Collected data
━━━━

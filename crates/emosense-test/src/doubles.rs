//! Test doubles for the perception loop and its host
//!
//! Every double is cheap to share through `Arc` and records what was done to
//! it, so scenarios can assert on calls after the fact.

use std::collections::VecDeque;
use std::sync::atomic::{AtomicU64, AtomicUsize, Ordering};
use std::sync::Arc;

use async_trait::async_trait;
use emosense_core::{DetectedFace, DisplaySize, EmoResult, EmoSenseError, EmotionLabel, VideoFrame};
use emosense_runtime::{
    AlertSink, Camera, DisplaySink, ExpressionSource, GeoError, Geolocation, MapDisplay, MapView,
    ModelLoader, Position, TextSink, VideoSource,
};
use parking_lot::Mutex;
use tokio::sync::mpsc;

/// Shared, ordered record of calls across several doubles
#[derive(Clone, Debug, Default)]
pub struct CallLog(Arc<Mutex<Vec<String>>>);

impl CallLog {
    pub fn new() -> Self {
        Self::default()
    }

    pub fn record(&self, call: &str) {
        self.0.lock().push(call.to_string());
    }

    pub fn calls(&self) -> Vec<String> {
        self.0.lock().clone()
    }

    /// Position of the first `call`, if it happened
    pub fn position(&self, call: &str) -> Option<usize> {
        self.0.lock().iter().position(|c| c == call)
    }
}

// ============================================================================
// VIDEO
// ============================================================================

/// Video that never changes; every frame is blank
pub struct StaticVideo {
    display: (u32, u32),
    native: DisplaySize,
    frames: AtomicU64,
}

impl StaticVideo {
    /// Display and detector share the same resolution
    pub fn new(width: u32, height: u32) -> Self {
        Self::scaled(width, height, width.max(1), height.max(1))
    }

    /// Detector runs at `native_width` x `native_height`
    pub fn scaled(width: u32, height: u32, native_width: u32, native_height: u32) -> Self {
        StaticVideo {
            display: (width, height),
            native: DisplaySize {
                width: native_width,
                height: native_height,
            },
            frames: AtomicU64::new(0),
        }
    }

    /// Frames handed out so far
    pub fn frames_read(&self) -> u64 {
        self.frames.load(Ordering::SeqCst)
    }
}

impl VideoSource for StaticVideo {
    fn dimensions(&self) -> (u32, u32) {
        self.display
    }

    fn current_frame(&self) -> VideoFrame {
        let index = self.frames.fetch_add(1, Ordering::SeqCst);
        VideoFrame::blank(index, self.native)
    }
}

// ============================================================================
// EXPRESSION SOURCES
// ============================================================================

type Detections = EmoResult<Vec<DetectedFace>>;

/// Replays a script of results, then repeats a fallback
pub struct ScriptedSource {
    script: Mutex<VecDeque<Detections>>,
    fallback: Detections,
    frames: Mutex<Vec<u64>>,
}

impl ScriptedSource {
    pub fn new(script: Vec<Detections>) -> Self {
        Self::with_fallback(script, Ok(Vec::new()))
    }

    pub fn with_fallback(script: Vec<Detections>, fallback: Detections) -> Self {
        ScriptedSource {
            script: Mutex::new(script.into()),
            fallback,
            frames: Mutex::new(Vec::new()),
        }
    }

    /// Always returns the same faces
    pub fn always(faces: Vec<DetectedFace>) -> Self {
        Self::with_fallback(Vec::new(), Ok(faces))
    }

    pub fn calls(&self) -> usize {
        self.frames.lock().len()
    }

    /// Frame indices passed to `detect`, in call order
    pub fn frames(&self) -> Vec<u64> {
        self.frames.lock().clone()
    }
}

#[async_trait]
impl ExpressionSource for ScriptedSource {
    async fn detect(&self, frame: &VideoFrame) -> EmoResult<Vec<DetectedFace>> {
        self.frames.lock().push(frame.index);
        let next = self.script.lock().pop_front();
        next.unwrap_or_else(|| self.fallback.clone())
    }
}

/// Releases results into a [`GatedSource`]
#[derive(Clone)]
pub struct Gate {
    tx: mpsc::UnboundedSender<Detections>,
}

impl Gate {
    /// Settle the oldest waiting (or next) detection call
    pub fn release(&self, result: Detections) {
        // the receiver lives as long as the source; a send error means the
        // source is gone and nobody is waiting
        let _ = self.tx.send(result);
    }

    pub fn release_faces(&self, faces: Vec<DetectedFace>) {
        self.release(Ok(faces));
    }

    pub fn fail(&self, message: &str) {
        self.release(Err(EmoSenseError::DetectionFailure(message.to_string())));
    }
}

/// Every call blocks until the test releases a result through its [`Gate`]
pub struct GatedSource {
    calls: AtomicUsize,
    settled: AtomicUsize,
    results: tokio::sync::Mutex<mpsc::UnboundedReceiver<Detections>>,
}

impl GatedSource {
    pub fn new() -> (Arc<Self>, Gate) {
        let (tx, rx) = mpsc::unbounded_channel();
        let source = GatedSource {
            calls: AtomicUsize::new(0),
            settled: AtomicUsize::new(0),
            results: tokio::sync::Mutex::new(rx),
        };
        (Arc::new(source), Gate { tx })
    }

    pub fn calls(&self) -> usize {
        self.calls.load(Ordering::SeqCst)
    }

    /// Calls that have been started but not answered
    pub fn pending(&self) -> usize {
        self.calls() - self.settled.load(Ordering::SeqCst)
    }
}

#[async_trait]
impl ExpressionSource for GatedSource {
    async fn detect(&self, _frame: &VideoFrame) -> EmoResult<Vec<DetectedFace>> {
        self.calls.fetch_add(1, Ordering::SeqCst);
        let result = self.results.lock().await.recv().await;
        self.settled.fetch_add(1, Ordering::SeqCst);
        result.unwrap_or_else(|| Err(EmoSenseError::DetectionFailure("gate closed".to_string())))
    }
}

// ============================================================================
// SINKS
// ============================================================================

/// Records everything written to it; usable as any text-like sink
#[derive(Default)]
pub struct RecordingSink {
    entries: Mutex<Vec<String>>,
}

impl RecordingSink {
    pub fn new() -> Self {
        Self::default()
    }

    pub fn entries(&self) -> Vec<String> {
        self.entries.lock().clone()
    }

    pub fn last(&self) -> Option<String> {
        self.entries.lock().last().cloned()
    }

    pub fn count(&self) -> usize {
        self.entries.lock().len()
    }

    fn push(&self, text: &str) {
        self.entries.lock().push(text.to_string());
    }
}

impl DisplaySink for RecordingSink {
    fn publish(&self, label: &EmotionLabel) {
        self.push(label.as_str());
    }
}

impl TextSink for RecordingSink {
    fn set_text(&self, text: &str) {
        self.push(text);
    }
}

impl AlertSink for RecordingSink {
    fn alert(&self, message: &str) {
        self.push(message);
    }
}

/// Map widget that remembers every view shown
#[derive(Default)]
pub struct RecordingMap {
    views: Mutex<Vec<MapView>>,
}

impl RecordingMap {
    pub fn new() -> Self {
        Self::default()
    }

    pub fn views(&self) -> Vec<MapView> {
        self.views.lock().clone()
    }
}

impl MapDisplay for RecordingMap {
    fn show(&self, view: &MapView) {
        self.views.lock().push(view.clone());
    }
}

// ============================================================================
// HOST CAPABILITIES
// ============================================================================

/// Camera that grants or denies access
pub struct FakeCamera {
    result: EmoResult<Arc<dyn VideoSource>>,
    log: CallLog,
}

impl FakeCamera {
    pub fn granting(video: Arc<dyn VideoSource>, log: CallLog) -> Self {
        FakeCamera {
            result: Ok(video),
            log,
        }
    }

    pub fn denying(log: CallLog) -> Self {
        FakeCamera {
            result: Err(EmoSenseError::PermissionDenied),
            log,
        }
    }
}

#[async_trait]
impl Camera for FakeCamera {
    async fn request_video_stream(&self) -> EmoResult<Arc<dyn VideoSource>> {
        self.log.record("camera");
        self.result.clone()
    }
}

/// Geolocation answering with a fixed result, or never answering
pub struct FakeGeolocation {
    result: Option<Result<Position, GeoError>>,
    log: CallLog,
}

impl FakeGeolocation {
    pub fn new(result: Result<Position, GeoError>, log: CallLog) -> Self {
        FakeGeolocation {
            result: Some(result),
            log,
        }
    }

    /// A permission prompt the user never answers
    pub fn silent(log: CallLog) -> Self {
        FakeGeolocation { result: None, log }
    }
}

#[async_trait]
impl Geolocation for FakeGeolocation {
    async fn request_position(&self) -> Result<Position, GeoError> {
        self.log.record("geolocation");
        match self.result {
            Some(result) => result,
            None => std::future::pending().await,
        }
    }
}

/// Model loader handing out a prepared source
pub struct FakeModelLoader {
    source: Arc<dyn ExpressionSource>,
    failure: Option<String>,
    log: CallLog,
}

impl FakeModelLoader {
    pub fn new(source: Arc<dyn ExpressionSource>, log: CallLog) -> Self {
        FakeModelLoader {
            source,
            failure: None,
            log,
        }
    }

    pub fn failing(source: Arc<dyn ExpressionSource>, message: &str, log: CallLog) -> Self {
        FakeModelLoader {
            source,
            failure: Some(message.to_string()),
            log,
        }
    }
}

#[async_trait]
impl ModelLoader for FakeModelLoader {
    async fn load(&self) -> EmoResult<Arc<dyn ExpressionSource>> {
        self.log.record("models");
        match &self.failure {
            Some(message) => Err(EmoSenseError::ModelLoad(message.clone())),
            None => Ok(Arc::clone(&self.source)),
        }
    }
}
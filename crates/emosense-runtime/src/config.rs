//! Runtime configuration

use std::time::Duration;

use emosense_core::{EmoResult, EmoSenseError};
use emosense_visual::OverlayStyle;
use serde::{Deserialize, Serialize};

/// Perception loop configuration
#[derive(Clone, Debug, PartialEq, Serialize, Deserialize)]
#[serde(default)]
pub struct LoopConfig {
    /// Tick interval
    #[serde(with = "duration_str")]
    pub tick_interval: Duration,
    /// Overlay drawing style
    pub overlay: OverlayStyle,
}

impl Default for LoopConfig {
    fn default() -> Self {
        LoopConfig {
            tick_interval: Duration::from_millis(100),
            overlay: OverlayStyle::default(),
        }
    }
}

impl LoopConfig {
    pub fn validate(&self) -> EmoResult<()> {
        if self.tick_interval.is_zero() {
            return Err(EmoSenseError::Config(
                "tick_interval must be non-zero".to_string(),
            ));
        }
        Ok(())
    }
}

/// Map shown for the user's position
#[derive(Clone, Debug, PartialEq, Serialize, Deserialize)]
#[serde(default)]
pub struct MapConfig {
    pub zoom: u8,
    pub tile_url: String,
    pub attribution: String,
    pub popup: String,
}

impl Default for MapConfig {
    fn default() -> Self {
        MapConfig {
            zoom: 13,
            tile_url: "https://{s}.tile.openstreetmap.org/{z}/{x}/{y}.png".to_string(),
            attribution: "© <a href=\"https://www.openstreetmap.org/copyright\">OpenStreetMap</a> contributors".to_string(),
            popup: "You are here!".to_string(),
        }
    }
}

/// Full application configuration
#[derive(Clone, Debug, Default, PartialEq, Serialize, Deserialize)]
#[serde(default)]
pub struct AppConfig {
    pub perception: LoopConfig,
    pub map: MapConfig,
}

impl AppConfig {
    /// Parse and validate a JSON document; missing fields take defaults
    pub fn from_json_str(json: &str) -> EmoResult<Self> {
        let config: AppConfig =
            serde_json::from_str(json).map_err(|e| EmoSenseError::Config(e.to_string()))?;
        config.perception.validate()?;
        Ok(config)
    }

    pub fn to_json_string(&self) -> EmoResult<String> {
        serde_json::to_string_pretty(self).map_err(|e| EmoSenseError::Config(e.to_string()))
    }
}

/// Durations as human-readable strings such as `"100ms"`
mod duration_str {
    use std::time::Duration;

    use serde::{Deserialize, Deserializer, Serializer};

    pub fn serialize<S: Serializer>(value: &Duration, serializer: S) -> Result<S::Ok, S::Error> {
        serializer.serialize_str(&humantime::format_duration(*value).to_string())
    }

    pub fn deserialize<'de, D: Deserializer<'de>>(deserializer: D) -> Result<Duration, D::Error> {
        let text = String::deserialize(deserializer)?;
        humantime::parse_duration(&text).map_err(serde::de::Error::custom)
    }
}
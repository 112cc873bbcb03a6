//! Detected faces, frames and display geometry

use bytes::Bytes;

use crate::{EmoResult, EmoSenseError, ExpressionScores};

/// 2D point in pixel coordinates
#[derive(Debug, Clone, Copy, PartialEq, Default)]
pub struct Point {
    pub x: f32,
    pub y: f32,
}

impl Point {
    pub fn new(x: f32, y: f32) -> Self {
        Self { x, y }
    }

    pub fn scale(&self, sx: f32, sy: f32) -> Point {
        Point::new(self.x * sx, self.y * sy)
    }
}

/// Axis-aligned bounding region: top-left corner plus size
#[derive(Debug, Clone, Copy, PartialEq, Default)]
pub struct Rect {
    pub x: f32,
    pub y: f32,
    pub width: f32,
    pub height: f32,
}

impl Rect {
    pub fn new(x: f32, y: f32, width: f32, height: f32) -> Self {
        Self { x, y, width, height }
    }

    pub fn scale(&self, sx: f32, sy: f32) -> Rect {
        Rect::new(self.x * sx, self.y * sy, self.width * sx, self.height * sy)
    }

    pub fn top_left(&self) -> Point {
        Point::new(self.x, self.y)
    }

    pub fn bottom_left(&self) -> Point {
        Point::new(self.x, self.y + self.height)
    }
}

/// Pixel dimensions of a frame or a display surface
#[derive(Debug, Clone, Copy, PartialEq, Eq, Hash)]
pub struct DisplaySize {
    pub width: u32,
    pub height: u32,
}

impl DisplaySize {
    /// Both dimensions must be non-zero
    pub fn new(width: u32, height: u32) -> EmoResult<Self> {
        if width == 0 || height == 0 {
            return Err(EmoSenseError::InvalidInput(format!(
                "display size must be non-zero, got {width}x{height}"
            )));
        }
        Ok(Self { width, height })
    }

    /// Horizontal and vertical factors mapping `self` onto `target`
    pub fn scale_to(&self, target: DisplaySize) -> (f32, f32) {
        if self.width == 0 || self.height == 0 {
            return (1.0, 1.0);
        }
        (
            target.width as f32 / self.width as f32,
            target.height as f32 / self.height as f32,
        )
    }
}

/// One face found in one frame
#[derive(Debug, Clone, PartialEq)]
pub struct DetectedFace {
    /// Bounding region in the detector's native coordinates
    pub region: Rect,
    /// Detector confidence that this region is a face
    pub confidence: f32,
    pub expressions: ExpressionScores,
    /// Landmark points, if the landmark net ran
    pub landmarks: Option<Vec<Point>>,
}

impl DetectedFace {
    pub fn new(region: Rect, confidence: f32, expressions: ExpressionScores) -> Self {
        Self {
            region,
            confidence,
            expressions,
            landmarks: None,
        }
    }

    pub fn with_landmarks(mut self, landmarks: Vec<Point>) -> Self {
        self.landmarks = Some(landmarks);
        self
    }

    /// Map region and landmarks from `from` coordinates to `to` coordinates
    pub fn resized(&self, from: DisplaySize, to: DisplaySize) -> DetectedFace {
        let (sx, sy) = from.scale_to(to);
        DetectedFace {
            region: self.region.scale(sx, sy),
            confidence: self.confidence,
            expressions: self.expressions,
            landmarks: self
                .landmarks
                .as_ref()
                .map(|points| points.iter().map(|p| p.scale(sx, sy)).collect()),
        }
    }
}

/// Snapshot of the video at the moment a tick samples it
#[derive(Debug, Clone, PartialEq)]
pub struct VideoFrame {
    /// Monotonic frame counter of the video source
    pub index: u64,
    pub width: u32,
    pub height: u32,
    pub pixels: Bytes,
}

impl VideoFrame {
    pub fn new(index: u64, width: u32, height: u32, pixels: Bytes) -> Self {
        Self {
            index,
            width,
            height,
            pixels,
        }
    }

    /// Frame without pixel data, for sources that read the video themselves
    pub fn blank(index: u64, size: DisplaySize) -> Self {
        Self::new(index, size.width, size.height, Bytes::new())
    }

    /// Native dimensions detections are expressed in
    pub fn size(&self) -> DisplaySize {
        DisplaySize {
            width: self.width,
            height: self.height,
        }
    }
}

━━━━

_EXERCISE PROMPT_. List every line above that contains the word "validate".

_PROBLEM SOLUTION_.
    pub fn validate(&self) -> EmoResult<()> {
    /// Parse and validate a JSON document; missing fields take defaults
        config.perception.validate()?;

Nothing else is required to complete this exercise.